The 'soup of the day' was sweet potato and carrot, served with hot bread rolls and butter, and was absolutely delicious. The conversation was light and engaging - for everyone, it seemed, but Sherlock. He had slipped back into introspection and sat still and sullen in the midst of all the jollity. He was barely touching his soup and Molly was acutely aware that he would rather have been anywhere but sitting right there so it came as no surprise when he suddenly pushed away form the table and stood up.
'Sherlock?' his father queried, looking and sounding concerned.
'I'm sorry, Charlotte, I'm really not hungry. I thought I'd just go and check out those things you asked me about, earlier?'
'Oh, of course! Thank you,' Charlotte replied.
He nodded his apologies to everyone at the table and disappeared up the stairs.
As the break in the conversation stretched awkwardly towards a minute, Molly jumped in to fill the gap, asking Charlotte how they had managed to get the Aga and the work top into the building which, as it turned out, was exactly as she had imagined – by crane, over the top of the house.
'There were a few dodgy moments, I must confess,' Charlotte recalled. 'Especially when a gust of wind caught the work top and it very nearly took out the chimney stack! But the crane driver had it all in hand. He just hoisted it up a few feet and it sailed straight over the top. Missed the chimney by at least a metre.'
The hardest part, it turned out, was lifting the work top into place on top of the island because it had to be done manually.
'It took eight men just to pick it up and carry it over to the island. And then they had to lift it high enough to position it on top, and get it centred in just the right place. It was a bit like watching the Chuckle Brothers – 'to you, to me, to you, to me'.' Charlotte, it turned out, did an excellent impression of the stars of Chuckle Vision, the kids' comedy TV show.
When everyone had eaten their fill, Charlotte suggested they should retire to the comfort of the sitting room and she would bring up a tray of coffee.

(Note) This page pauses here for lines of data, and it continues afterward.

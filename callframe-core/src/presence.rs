//! Presence heaps
//!
//! Presence backends publish the people they watch as [`Presentity`]s
//! grouped in [`Heap`]s, owned by a [`Cluster`]. [`PresenceCore`]
//! aggregates every cluster. This is the deepest hierarchy in the
//! engine: a presentity appearing in a heap is observable at the heap,
//! at the owning cluster (scoped to the heap) and at the core, in that
//! order.

use std::rc::Rc;

use tracing::debug;

use crate::actor::Actor;
use crate::live::{LiveCell, LiveObject, Question};
use crate::signal::{Connection, Signal};
use crate::store::ObjectStore;

/// Someone whose presence is being watched.
pub trait Presentity: LiveObject {
    /// The runtime actions this presentity offers (chat, remove, ...).
    fn actor(&self) -> &Actor;
}

/// A collection of presentities.
pub trait Heap: LiveObject {
    fn presentity_added(&self) -> &Signal<Rc<dyn Presentity>>;
    fn presentity_updated(&self) -> &Signal<Rc<dyn Presentity>>;
    fn presentity_removed(&self) -> &Signal<Rc<dyn Presentity>>;
    fn visit_presentities(&self, visitor: &mut dyn FnMut(&Rc<dyn Presentity>) -> bool);
}

/// A collection of heaps, re-publishing presentity events scoped to
/// the owning heap.
pub trait Cluster: LiveObject {
    fn heap_added(&self) -> &Signal<Rc<dyn Heap>>;
    fn heap_updated(&self) -> &Signal<Rc<dyn Heap>>;
    fn heap_removed(&self) -> &Signal<Rc<dyn Heap>>;
    fn presentity_added(&self) -> &Signal<(Rc<dyn Heap>, Rc<dyn Presentity>)>;
    fn presentity_updated(&self) -> &Signal<(Rc<dyn Heap>, Rc<dyn Presentity>)>;
    fn presentity_removed(&self) -> &Signal<(Rc<dyn Heap>, Rc<dyn Presentity>)>;
    fn visit_heaps(&self, visitor: &mut dyn FnMut(&Rc<dyn Heap>) -> bool);
}

/// Reusable [`Heap`] implementation for backends to compose.
pub struct HeapImpl {
    live: LiveCell,
    store: ObjectStore<dyn Presentity>,
}

impl HeapImpl {
    pub fn new(name: impl Into<String>) -> Self {
        let live = LiveCell::new(name);
        let store: ObjectStore<dyn Presentity> = ObjectStore::new();

        {
            let updated = live.updated().clone();
            drop(store.object_added().connect_late(move |_| updated.emit(&())));
        }
        {
            let updated = live.updated().clone();
            drop(store.object_removed().connect_late(move |_| updated.emit(&())));
        }
        {
            let questions = live.questions().clone();
            drop(store.questions().connect(move |question| questions.emit(question)));
        }

        Self { live, store }
    }

    pub fn add_presentity(&self, presentity: Rc<dyn Presentity>) {
        self.store.add_object(presentity);
    }

    pub fn remove_presentity(&self, presentity: &Rc<dyn Presentity>) {
        self.store.remove_object(presentity);
    }

    pub fn remove_all_presentities(&self) {
        self.store.remove_all_objects();
    }

    pub fn len(&self) -> usize {
        self.store.len()
    }

    pub fn is_empty(&self) -> bool {
        self.store.is_empty()
    }
}

impl LiveObject for HeapImpl {
    fn name(&self) -> &str {
        self.live.name()
    }

    fn removed(&self) -> &Signal<()> {
        self.live.removed()
    }

    fn updated(&self) -> &Signal<()> {
        self.live.updated()
    }

    fn questions(&self) -> &Signal<Rc<Question>> {
        self.live.questions()
    }
}

impl Heap for HeapImpl {
    fn presentity_added(&self) -> &Signal<Rc<dyn Presentity>> {
        self.store.object_added()
    }

    fn presentity_updated(&self) -> &Signal<Rc<dyn Presentity>> {
        self.store.object_updated()
    }

    fn presentity_removed(&self) -> &Signal<Rc<dyn Presentity>> {
        self.store.object_removed()
    }

    fn visit_presentities(&self, visitor: &mut dyn FnMut(&Rc<dyn Presentity>) -> bool) {
        self.store.visit_objects(|presentity| visitor(presentity));
    }
}

impl std::fmt::Debug for HeapImpl {
    fn fmt(&self, f: &mut std::fmt::Formatter<'_>) -> std::fmt::Result {
        f.debug_struct("HeapImpl")
            .field("name", &self.live.name())
            .field("presentities", &self.store.len())
            .finish()
    }
}

/// Reusable [`Cluster`] implementation for backends to compose.
///
/// Each added heap's presentity events are re-emitted scoped to that
/// heap; the forwarding is installed before `heap_added` fires.
pub struct ClusterImpl {
    live: LiveCell,
    store: ObjectStore<dyn Heap>,
    presentity_added: Signal<(Rc<dyn Heap>, Rc<dyn Presentity>)>,
    presentity_updated: Signal<(Rc<dyn Heap>, Rc<dyn Presentity>)>,
    presentity_removed: Signal<(Rc<dyn Heap>, Rc<dyn Presentity>)>,
}

impl ClusterImpl {
    pub fn new(name: impl Into<String>) -> Self {
        let live = LiveCell::new(name);
        let store: ObjectStore<dyn Heap> = ObjectStore::new();

        {
            let updated = live.updated().clone();
            drop(store.object_added().connect_late(move |_| updated.emit(&())));
        }
        {
            let updated = live.updated().clone();
            drop(store.object_removed().connect_late(move |_| updated.emit(&())));
        }
        {
            let questions = live.questions().clone();
            drop(store.questions().connect(move |question| questions.emit(question)));
        }

        Self {
            live,
            store,
            presentity_added: Signal::new(),
            presentity_updated: Signal::new(),
            presentity_removed: Signal::new(),
        }
    }

    pub fn add_heap(&self, heap: Rc<dyn Heap>) {
        let added = self.presentity_added.clone();
        let updated = self.presentity_updated.clone();
        let removed = self.presentity_removed.clone();
        self.store.add_object_with(heap, move |heap| {
            debug!(heap = %heap.name(), "heap registered with cluster");
            vec![
                forward_scoped(heap, heap.presentity_added(), added),
                forward_scoped(heap, heap.presentity_updated(), updated),
                forward_scoped(heap, heap.presentity_removed(), removed),
            ]
        });
    }

    pub fn remove_heap(&self, heap: &Rc<dyn Heap>) {
        self.store.remove_object(heap);
    }

    pub fn remove_all_heaps(&self) {
        self.store.remove_all_objects();
    }

    pub fn len(&self) -> usize {
        self.store.len()
    }

    pub fn is_empty(&self) -> bool {
        self.store.is_empty()
    }
}

impl LiveObject for ClusterImpl {
    fn name(&self) -> &str {
        self.live.name()
    }

    fn removed(&self) -> &Signal<()> {
        self.live.removed()
    }

    fn updated(&self) -> &Signal<()> {
        self.live.updated()
    }

    fn questions(&self) -> &Signal<Rc<Question>> {
        self.live.questions()
    }
}

impl Cluster for ClusterImpl {
    fn heap_added(&self) -> &Signal<Rc<dyn Heap>> {
        self.store.object_added()
    }

    fn heap_updated(&self) -> &Signal<Rc<dyn Heap>> {
        self.store.object_updated()
    }

    fn heap_removed(&self) -> &Signal<Rc<dyn Heap>> {
        self.store.object_removed()
    }

    fn presentity_added(&self) -> &Signal<(Rc<dyn Heap>, Rc<dyn Presentity>)> {
        &self.presentity_added
    }

    fn presentity_updated(&self) -> &Signal<(Rc<dyn Heap>, Rc<dyn Presentity>)> {
        &self.presentity_updated
    }

    fn presentity_removed(&self) -> &Signal<(Rc<dyn Heap>, Rc<dyn Presentity>)> {
        &self.presentity_removed
    }

    fn visit_heaps(&self, visitor: &mut dyn FnMut(&Rc<dyn Heap>) -> bool) {
        self.store.visit_objects(|heap| visitor(heap));
    }
}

'Actually,' Molly enquired, 'could I use your bathroom?'
'Of course,' Charlotte replied. 'There are plenty to choose from. Just pick a colour scheme you like.'
While Charlotte made the coffee, Eurus volunteered to clear the table and load the dishwasher and Siger insisted on helping. He didn't want to waste a second of the time available to spend with his long-lost daughter.
Molly excused herself and took the stairs to the first floor, intent on checking up on Sherlock before making use of the facilities. She found him in the sitting room, standing at one of the windows, looking out but not really seeing.
On entering the room, she gave an audible gasp, struck by the sheer elegance laid out before her. Everything about the room spoke of restrained refinement – the antique furniture, the Tiffany lamps, the Persian rugs, the tasteful art work and the luxurious soft furnishing, particularly the silk brocade curtains. The original Georgian oak floor boards would once have been painted a glossy black but they had been stripped and oiled to bring out the glowing colour and grain of the wood. This room was like something from a Tattler magazine. It put even Mycroft's Knightsbridge drawing room to shame.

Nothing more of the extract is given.